- 3 minutes read

After my Javaland 2023 talk about GraalVM, I was asked how to GraalJS on a stock JDK. At first, I was puzzled. It's possible, but it doesn't make sense. Only it does: since Java 15, OpenJDK ships without a JavaScript engine.

Yes, you can!

GraalJS is available on Maven Central, so nothing stops you from using it:

org.graalvm.js js 22.3.1

As always, you need to check the license. You're lucky. GraalJS is distributed under a Universal Permissive License, Version 1.0. The pom.xml even lists the MIT license, but I didn't find any reference to the MIT license outside the pom.xml, so I'm not sure about that.

Unfortunately, GraalJS has been written with the GraalVM compiler in mind, so you end up with a severe performance penalty. That's not always a big deal, but you'll want to add the GraalVM JIT compiler if it is. That, in turn, forces you to start the JVM with additional command-line parameters. Otherwise, the extra compiler isn't recognized. So it's only an option for those already in the DevOps world. At least, I haven't met an operations department yet that allows me to add switches like -XX:+EnableJVMCI.

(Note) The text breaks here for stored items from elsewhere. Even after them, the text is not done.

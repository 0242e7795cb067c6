//! Vibe Server Library
//!
//! Geotagged play reports in, "what is trending around here" out.

pub mod config;
pub mod error;
pub mod geo;
pub mod ranking;
pub mod server;
pub mod sqlite_persistence;
pub mod vibe_store;

// Re-export commonly used types for convenience
pub use error::{VibeError, VibeResult};
pub use server::{run_server, RequestsLoggingLevel};
pub use vibe_store::{SqliteVibeStore, VibeStore};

Read the official GraalVM documentation for a walk-through. Florian Enner's "World beyond Nashorn" is also an interesting read.

Wrapping it up

My recommendation is to migrate to GraalVM. It's a plug-in replacement to your JDK, so I don't expect any problems (but, of course, you never know). You only have to check your license requirements: GraalVM ships under a GPL V2 license with the classpath exception. The Java world has lived with this license for ages, so that won't cause trouble. Still, it's worth noting because most OpenJDKs ship with different, usually more permissive, licenses.

The benefits of using GraalVM are many. Just to name two of them, you can upgrade to the Enterprise Edition to unlock a performance boost of both your Java and your JavaScript code, you get a decent (albeit not perfect) Node.js implementation running on GraalVM, and you can use the native compiler to get predictable performance[1] and lower memory footprint.

However, if embracing GraalVM isn't an option, there's nothing wrong with using GraalJS on a stock JDK. The two links above guide you through the way.

  1. Native images start faster and deliver better performance during the cold start. However, unless you're using the profile-guided optimization of the Enterprise Edition, the peak performance doesn't match the peak performance of the JIT compiler.